(Collected data entries)

┌────────

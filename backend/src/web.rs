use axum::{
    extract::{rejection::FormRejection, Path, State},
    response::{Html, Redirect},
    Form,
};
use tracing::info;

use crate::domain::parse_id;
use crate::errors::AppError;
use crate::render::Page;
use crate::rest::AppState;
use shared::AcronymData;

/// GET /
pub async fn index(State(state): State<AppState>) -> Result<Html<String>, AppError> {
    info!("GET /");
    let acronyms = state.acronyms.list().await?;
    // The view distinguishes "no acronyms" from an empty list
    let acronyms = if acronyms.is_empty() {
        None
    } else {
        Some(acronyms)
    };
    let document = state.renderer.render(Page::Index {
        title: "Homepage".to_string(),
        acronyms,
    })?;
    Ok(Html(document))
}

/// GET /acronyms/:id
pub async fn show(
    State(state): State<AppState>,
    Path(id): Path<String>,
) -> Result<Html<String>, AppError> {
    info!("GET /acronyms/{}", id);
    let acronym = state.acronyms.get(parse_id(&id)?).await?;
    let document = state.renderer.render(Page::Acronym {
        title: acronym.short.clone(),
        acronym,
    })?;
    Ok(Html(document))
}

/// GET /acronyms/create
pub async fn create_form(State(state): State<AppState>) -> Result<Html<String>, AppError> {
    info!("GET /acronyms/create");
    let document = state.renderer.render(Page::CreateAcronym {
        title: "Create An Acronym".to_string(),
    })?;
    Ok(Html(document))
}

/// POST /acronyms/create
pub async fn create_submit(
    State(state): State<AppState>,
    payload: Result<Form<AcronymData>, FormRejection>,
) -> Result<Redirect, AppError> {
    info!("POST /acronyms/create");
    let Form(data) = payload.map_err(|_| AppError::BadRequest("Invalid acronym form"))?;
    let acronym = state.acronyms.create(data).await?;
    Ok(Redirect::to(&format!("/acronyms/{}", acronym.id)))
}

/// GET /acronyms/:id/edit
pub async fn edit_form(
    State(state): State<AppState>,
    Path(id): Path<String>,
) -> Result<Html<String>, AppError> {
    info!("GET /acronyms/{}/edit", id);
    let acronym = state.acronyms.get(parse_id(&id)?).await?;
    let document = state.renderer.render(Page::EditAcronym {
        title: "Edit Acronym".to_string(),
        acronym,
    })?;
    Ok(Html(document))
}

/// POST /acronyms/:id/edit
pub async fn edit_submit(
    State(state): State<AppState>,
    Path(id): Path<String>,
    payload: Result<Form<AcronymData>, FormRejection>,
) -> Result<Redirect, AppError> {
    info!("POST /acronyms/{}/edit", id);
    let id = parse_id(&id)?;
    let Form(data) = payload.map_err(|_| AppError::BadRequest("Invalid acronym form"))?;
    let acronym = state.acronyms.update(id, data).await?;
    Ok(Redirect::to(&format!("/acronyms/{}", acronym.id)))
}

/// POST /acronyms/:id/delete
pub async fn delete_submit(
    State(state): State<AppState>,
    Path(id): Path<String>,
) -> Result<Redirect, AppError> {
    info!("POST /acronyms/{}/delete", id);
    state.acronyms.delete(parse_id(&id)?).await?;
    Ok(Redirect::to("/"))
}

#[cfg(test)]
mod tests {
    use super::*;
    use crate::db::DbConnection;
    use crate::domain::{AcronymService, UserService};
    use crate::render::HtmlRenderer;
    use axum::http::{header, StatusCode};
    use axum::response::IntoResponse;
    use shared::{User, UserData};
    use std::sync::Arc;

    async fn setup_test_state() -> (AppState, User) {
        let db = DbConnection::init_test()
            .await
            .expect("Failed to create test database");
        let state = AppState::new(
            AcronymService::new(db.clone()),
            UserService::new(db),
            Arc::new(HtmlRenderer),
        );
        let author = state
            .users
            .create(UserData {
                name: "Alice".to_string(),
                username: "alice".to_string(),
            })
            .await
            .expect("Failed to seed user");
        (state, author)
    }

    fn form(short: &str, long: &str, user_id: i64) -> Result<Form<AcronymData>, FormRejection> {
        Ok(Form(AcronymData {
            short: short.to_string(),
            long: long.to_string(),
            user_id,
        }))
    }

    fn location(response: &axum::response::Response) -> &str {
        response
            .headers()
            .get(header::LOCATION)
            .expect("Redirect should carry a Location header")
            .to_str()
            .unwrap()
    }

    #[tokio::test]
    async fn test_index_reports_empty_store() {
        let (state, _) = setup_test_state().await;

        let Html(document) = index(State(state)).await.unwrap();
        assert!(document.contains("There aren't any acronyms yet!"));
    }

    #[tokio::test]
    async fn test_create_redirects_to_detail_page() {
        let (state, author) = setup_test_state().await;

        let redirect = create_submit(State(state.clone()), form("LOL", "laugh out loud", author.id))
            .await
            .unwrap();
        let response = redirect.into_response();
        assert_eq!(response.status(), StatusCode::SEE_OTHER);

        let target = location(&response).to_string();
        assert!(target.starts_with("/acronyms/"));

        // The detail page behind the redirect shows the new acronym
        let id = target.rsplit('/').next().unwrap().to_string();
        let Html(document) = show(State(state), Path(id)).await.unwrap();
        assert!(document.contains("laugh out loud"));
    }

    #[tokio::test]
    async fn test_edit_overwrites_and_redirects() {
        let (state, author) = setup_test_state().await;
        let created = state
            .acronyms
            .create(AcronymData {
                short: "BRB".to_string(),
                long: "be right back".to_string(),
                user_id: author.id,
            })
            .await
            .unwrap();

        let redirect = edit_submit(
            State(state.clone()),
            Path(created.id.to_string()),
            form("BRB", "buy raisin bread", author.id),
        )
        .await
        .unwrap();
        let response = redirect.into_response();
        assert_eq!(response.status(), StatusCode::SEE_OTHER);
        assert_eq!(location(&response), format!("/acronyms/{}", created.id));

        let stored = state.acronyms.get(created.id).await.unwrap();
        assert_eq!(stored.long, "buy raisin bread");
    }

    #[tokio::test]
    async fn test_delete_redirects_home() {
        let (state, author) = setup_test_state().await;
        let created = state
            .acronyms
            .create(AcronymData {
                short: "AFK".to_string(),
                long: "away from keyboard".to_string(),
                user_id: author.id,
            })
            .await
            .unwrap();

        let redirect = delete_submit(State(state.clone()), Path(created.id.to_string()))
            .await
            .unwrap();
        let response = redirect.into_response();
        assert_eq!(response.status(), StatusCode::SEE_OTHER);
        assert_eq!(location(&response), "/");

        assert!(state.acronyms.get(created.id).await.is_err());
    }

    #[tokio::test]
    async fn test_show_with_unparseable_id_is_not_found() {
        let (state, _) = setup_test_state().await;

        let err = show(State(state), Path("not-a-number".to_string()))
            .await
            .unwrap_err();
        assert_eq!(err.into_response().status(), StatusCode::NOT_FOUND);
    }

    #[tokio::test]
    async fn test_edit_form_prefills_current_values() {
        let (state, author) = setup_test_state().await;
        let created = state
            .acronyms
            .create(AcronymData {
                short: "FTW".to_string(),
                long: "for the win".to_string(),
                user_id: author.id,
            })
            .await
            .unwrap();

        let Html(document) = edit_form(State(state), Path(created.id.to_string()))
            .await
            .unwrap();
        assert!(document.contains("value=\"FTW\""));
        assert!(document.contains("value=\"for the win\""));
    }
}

└────────

## Task objective
Search the data above for the word "expect", then gather each line in which it appears.

## Answer space
            .expect("Failed to create test database");
            .expect("Failed to seed user");
            .expect("Redirect should carry a Location header")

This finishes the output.